# TASK REQUIREMENTS
Every line in the entries where "KeyEvent" is found should be copied.

══════

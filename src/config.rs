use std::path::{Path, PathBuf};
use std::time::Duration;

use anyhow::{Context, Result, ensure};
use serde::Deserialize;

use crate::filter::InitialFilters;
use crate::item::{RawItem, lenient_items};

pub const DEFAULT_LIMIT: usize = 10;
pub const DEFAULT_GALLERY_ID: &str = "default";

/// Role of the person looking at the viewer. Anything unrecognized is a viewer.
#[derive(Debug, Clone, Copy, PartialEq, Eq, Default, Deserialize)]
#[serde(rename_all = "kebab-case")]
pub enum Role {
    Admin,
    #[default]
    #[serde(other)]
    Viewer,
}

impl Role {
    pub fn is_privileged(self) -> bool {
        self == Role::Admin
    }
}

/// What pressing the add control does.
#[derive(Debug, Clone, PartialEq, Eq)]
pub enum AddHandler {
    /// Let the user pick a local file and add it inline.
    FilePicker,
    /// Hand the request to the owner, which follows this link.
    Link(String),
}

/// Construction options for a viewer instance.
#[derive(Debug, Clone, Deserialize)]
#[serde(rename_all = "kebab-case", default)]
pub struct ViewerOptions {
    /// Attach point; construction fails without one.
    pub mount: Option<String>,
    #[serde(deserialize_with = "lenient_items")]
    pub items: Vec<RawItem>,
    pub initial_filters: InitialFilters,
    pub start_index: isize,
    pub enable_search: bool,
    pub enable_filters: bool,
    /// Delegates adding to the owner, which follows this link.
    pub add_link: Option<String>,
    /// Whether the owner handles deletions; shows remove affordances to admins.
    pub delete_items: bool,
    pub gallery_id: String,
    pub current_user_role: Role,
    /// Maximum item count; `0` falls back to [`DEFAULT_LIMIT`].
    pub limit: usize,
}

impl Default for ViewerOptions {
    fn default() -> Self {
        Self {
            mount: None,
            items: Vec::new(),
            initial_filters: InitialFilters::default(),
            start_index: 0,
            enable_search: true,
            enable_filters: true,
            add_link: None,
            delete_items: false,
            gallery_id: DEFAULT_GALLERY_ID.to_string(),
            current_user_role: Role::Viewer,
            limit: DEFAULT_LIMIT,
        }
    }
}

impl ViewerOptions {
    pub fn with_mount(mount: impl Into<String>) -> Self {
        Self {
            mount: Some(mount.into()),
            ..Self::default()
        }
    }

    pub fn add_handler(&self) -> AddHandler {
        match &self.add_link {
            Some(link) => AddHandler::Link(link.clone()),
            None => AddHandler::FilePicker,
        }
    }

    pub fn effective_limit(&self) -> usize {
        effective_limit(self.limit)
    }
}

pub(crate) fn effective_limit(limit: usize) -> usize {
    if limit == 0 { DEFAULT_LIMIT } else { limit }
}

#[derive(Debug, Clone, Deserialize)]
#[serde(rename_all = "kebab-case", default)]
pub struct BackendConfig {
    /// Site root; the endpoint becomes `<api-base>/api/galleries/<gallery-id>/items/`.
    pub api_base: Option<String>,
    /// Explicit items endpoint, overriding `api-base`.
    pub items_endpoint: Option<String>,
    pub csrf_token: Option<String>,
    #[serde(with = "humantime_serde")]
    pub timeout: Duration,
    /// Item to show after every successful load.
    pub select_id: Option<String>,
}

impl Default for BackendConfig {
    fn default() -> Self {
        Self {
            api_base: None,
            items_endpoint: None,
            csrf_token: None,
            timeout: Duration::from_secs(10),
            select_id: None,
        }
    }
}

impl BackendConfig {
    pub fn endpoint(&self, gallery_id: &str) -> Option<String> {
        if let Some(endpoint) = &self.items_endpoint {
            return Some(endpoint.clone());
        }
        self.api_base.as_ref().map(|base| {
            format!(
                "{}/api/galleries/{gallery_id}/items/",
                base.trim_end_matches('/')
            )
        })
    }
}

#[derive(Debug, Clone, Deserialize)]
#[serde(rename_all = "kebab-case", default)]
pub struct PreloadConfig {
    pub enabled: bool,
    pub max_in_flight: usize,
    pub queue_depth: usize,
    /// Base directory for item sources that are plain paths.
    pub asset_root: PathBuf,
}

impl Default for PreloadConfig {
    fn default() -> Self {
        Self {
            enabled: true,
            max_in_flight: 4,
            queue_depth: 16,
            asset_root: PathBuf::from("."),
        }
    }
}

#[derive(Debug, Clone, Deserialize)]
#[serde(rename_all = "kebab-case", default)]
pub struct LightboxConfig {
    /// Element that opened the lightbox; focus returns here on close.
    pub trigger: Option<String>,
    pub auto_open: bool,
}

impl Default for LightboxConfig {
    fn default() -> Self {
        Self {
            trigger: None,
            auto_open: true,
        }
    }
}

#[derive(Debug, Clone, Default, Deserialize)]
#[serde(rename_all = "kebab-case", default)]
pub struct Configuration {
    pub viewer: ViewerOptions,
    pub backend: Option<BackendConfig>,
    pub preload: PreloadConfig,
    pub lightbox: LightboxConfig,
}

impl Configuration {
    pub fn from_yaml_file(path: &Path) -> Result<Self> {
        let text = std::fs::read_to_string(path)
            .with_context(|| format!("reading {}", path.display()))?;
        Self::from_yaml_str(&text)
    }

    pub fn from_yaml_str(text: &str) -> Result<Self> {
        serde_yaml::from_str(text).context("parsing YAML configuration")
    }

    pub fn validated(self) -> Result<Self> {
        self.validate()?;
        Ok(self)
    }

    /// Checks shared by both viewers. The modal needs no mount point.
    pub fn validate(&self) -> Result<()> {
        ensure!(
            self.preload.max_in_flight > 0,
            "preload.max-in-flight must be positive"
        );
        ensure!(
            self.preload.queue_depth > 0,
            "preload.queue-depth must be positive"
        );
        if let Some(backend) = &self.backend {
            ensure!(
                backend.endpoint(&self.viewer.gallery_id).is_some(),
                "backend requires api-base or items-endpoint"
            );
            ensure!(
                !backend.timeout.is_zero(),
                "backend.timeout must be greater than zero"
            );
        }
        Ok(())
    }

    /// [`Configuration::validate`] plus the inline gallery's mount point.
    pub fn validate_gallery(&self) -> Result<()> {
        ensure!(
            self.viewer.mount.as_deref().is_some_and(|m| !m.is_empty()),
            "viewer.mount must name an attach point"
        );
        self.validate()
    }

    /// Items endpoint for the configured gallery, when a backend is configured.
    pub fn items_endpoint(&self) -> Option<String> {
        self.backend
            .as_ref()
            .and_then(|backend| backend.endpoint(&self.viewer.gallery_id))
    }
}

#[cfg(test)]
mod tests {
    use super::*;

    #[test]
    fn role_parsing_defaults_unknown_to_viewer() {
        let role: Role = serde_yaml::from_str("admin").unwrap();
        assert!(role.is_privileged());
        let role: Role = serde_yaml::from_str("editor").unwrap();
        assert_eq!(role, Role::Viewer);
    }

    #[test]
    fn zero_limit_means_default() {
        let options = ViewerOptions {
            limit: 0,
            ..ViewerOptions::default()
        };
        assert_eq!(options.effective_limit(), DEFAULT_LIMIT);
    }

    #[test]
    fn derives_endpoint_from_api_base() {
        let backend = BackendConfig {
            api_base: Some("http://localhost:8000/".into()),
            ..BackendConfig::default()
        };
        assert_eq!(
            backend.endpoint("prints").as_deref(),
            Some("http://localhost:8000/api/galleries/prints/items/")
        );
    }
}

══════

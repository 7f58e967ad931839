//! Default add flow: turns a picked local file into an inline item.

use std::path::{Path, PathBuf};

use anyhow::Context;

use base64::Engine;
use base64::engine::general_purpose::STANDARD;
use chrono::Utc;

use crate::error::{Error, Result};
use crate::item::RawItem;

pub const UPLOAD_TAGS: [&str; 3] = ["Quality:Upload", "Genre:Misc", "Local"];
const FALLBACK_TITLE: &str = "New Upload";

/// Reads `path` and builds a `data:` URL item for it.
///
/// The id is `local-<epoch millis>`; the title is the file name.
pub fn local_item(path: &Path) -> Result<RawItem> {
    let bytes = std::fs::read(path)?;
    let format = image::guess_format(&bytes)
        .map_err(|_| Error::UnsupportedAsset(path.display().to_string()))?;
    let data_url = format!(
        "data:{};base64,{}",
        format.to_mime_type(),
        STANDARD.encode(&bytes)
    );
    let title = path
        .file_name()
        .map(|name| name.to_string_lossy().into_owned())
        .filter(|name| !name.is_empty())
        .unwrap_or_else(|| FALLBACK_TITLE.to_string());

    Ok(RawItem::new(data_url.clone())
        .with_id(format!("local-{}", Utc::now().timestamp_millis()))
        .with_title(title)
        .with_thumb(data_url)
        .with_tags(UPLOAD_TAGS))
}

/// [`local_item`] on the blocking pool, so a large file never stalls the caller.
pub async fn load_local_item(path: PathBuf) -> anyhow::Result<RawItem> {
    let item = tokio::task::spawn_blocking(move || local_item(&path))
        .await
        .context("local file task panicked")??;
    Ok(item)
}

══════

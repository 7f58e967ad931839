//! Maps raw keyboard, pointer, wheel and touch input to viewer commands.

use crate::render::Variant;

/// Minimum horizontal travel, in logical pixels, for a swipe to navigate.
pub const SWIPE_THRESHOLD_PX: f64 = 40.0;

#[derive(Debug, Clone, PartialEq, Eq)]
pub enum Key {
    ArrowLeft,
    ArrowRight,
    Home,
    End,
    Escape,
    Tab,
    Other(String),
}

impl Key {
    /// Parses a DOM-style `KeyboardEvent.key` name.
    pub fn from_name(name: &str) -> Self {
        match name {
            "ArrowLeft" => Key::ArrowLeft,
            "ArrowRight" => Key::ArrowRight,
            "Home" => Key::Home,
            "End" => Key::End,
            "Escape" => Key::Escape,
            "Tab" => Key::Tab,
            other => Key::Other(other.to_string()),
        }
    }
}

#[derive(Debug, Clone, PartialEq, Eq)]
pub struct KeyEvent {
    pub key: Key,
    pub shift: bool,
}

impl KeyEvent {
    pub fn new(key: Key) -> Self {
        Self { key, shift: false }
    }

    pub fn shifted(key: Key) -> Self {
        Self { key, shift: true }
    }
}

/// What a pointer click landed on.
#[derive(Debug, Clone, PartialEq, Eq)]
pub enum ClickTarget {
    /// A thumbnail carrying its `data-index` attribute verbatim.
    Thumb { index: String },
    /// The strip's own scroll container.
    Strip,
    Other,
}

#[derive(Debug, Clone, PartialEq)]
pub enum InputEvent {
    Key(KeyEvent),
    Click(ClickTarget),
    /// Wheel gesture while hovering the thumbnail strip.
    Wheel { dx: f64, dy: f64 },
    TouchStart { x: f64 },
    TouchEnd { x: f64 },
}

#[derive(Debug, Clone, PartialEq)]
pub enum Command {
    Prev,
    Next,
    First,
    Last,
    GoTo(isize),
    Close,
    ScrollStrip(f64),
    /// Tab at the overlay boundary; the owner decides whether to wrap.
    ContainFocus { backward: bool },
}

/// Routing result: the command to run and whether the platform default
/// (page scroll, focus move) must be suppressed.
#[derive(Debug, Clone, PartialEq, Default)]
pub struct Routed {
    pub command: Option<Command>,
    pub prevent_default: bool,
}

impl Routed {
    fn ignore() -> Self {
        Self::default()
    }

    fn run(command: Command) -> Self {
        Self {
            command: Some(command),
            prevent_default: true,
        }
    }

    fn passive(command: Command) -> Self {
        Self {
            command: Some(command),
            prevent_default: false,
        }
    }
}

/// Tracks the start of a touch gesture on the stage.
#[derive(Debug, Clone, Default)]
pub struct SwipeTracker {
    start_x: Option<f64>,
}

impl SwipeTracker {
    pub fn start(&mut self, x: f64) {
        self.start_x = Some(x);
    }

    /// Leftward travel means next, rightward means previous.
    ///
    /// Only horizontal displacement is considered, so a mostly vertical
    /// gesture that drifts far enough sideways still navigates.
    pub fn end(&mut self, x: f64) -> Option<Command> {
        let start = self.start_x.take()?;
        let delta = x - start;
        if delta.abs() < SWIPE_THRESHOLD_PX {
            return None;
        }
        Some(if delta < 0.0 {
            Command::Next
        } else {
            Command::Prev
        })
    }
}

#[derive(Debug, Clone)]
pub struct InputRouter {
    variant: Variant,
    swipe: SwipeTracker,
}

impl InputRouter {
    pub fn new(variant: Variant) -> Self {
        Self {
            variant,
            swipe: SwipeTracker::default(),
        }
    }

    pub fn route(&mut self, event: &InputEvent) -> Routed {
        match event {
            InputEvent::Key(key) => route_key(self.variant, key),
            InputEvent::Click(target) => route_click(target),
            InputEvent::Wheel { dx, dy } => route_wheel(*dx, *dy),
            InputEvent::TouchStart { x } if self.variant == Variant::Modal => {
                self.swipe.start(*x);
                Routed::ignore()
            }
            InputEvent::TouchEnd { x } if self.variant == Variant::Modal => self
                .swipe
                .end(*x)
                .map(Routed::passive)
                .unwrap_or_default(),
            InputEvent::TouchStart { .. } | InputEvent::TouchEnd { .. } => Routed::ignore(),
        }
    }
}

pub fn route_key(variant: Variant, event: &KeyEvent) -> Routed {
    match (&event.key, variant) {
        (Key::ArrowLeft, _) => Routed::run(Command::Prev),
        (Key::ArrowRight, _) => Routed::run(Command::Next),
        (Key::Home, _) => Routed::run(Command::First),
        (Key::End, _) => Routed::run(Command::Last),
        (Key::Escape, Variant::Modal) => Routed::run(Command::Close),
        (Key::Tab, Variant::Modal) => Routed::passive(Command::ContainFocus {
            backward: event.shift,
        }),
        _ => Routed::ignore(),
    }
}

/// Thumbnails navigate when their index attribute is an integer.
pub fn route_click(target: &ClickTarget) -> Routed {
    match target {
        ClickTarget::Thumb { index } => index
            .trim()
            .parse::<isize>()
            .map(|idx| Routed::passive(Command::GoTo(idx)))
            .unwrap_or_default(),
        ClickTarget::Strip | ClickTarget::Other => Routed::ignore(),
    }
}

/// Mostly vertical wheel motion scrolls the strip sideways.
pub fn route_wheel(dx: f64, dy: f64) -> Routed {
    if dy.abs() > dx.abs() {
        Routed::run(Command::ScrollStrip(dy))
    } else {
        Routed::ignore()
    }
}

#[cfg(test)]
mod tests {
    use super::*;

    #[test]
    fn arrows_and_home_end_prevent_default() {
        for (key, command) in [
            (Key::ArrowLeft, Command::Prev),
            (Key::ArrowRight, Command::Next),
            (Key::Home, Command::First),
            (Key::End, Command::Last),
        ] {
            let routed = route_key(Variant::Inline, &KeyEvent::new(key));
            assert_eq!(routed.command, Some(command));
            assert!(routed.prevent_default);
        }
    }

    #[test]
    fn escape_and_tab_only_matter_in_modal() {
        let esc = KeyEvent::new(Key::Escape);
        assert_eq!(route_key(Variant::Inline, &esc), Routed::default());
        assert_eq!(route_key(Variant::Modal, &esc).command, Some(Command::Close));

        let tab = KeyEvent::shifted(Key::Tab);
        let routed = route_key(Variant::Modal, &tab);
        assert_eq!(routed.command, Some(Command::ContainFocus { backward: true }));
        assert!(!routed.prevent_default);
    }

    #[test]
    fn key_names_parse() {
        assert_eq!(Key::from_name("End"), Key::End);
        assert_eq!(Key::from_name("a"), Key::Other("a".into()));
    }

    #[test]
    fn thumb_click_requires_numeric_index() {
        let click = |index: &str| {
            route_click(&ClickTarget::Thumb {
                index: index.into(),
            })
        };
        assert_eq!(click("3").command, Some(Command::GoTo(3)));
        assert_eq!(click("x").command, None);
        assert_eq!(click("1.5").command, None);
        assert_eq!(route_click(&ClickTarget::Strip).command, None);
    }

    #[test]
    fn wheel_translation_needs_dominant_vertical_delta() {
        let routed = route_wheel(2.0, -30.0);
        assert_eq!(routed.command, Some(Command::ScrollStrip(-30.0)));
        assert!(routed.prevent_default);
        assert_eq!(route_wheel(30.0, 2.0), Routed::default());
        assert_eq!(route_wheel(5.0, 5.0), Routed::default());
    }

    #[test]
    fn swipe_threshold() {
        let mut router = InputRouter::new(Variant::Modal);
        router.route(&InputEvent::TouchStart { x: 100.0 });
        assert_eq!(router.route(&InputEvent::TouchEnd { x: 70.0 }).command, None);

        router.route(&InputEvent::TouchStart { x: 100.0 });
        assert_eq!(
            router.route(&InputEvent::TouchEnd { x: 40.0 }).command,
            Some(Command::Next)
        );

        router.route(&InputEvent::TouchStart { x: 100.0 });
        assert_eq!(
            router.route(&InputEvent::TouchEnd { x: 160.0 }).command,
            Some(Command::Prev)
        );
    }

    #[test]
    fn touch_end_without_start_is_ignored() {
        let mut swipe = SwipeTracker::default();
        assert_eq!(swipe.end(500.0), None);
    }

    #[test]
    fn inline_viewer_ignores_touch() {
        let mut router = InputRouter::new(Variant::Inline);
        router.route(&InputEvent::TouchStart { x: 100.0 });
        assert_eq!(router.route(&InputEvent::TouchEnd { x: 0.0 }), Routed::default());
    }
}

══════

# FINAL ANSWER
pub struct KeyEvent {
impl KeyEvent {
    Key(KeyEvent),
pub fn route_key(variant: Variant, event: &KeyEvent) -> Routed {
            let routed = route_key(Variant::Inline, &KeyEvent::new(key));
        let esc = KeyEvent::new(Key::Escape);
        let tab = KeyEvent::shifted(Key::Tab);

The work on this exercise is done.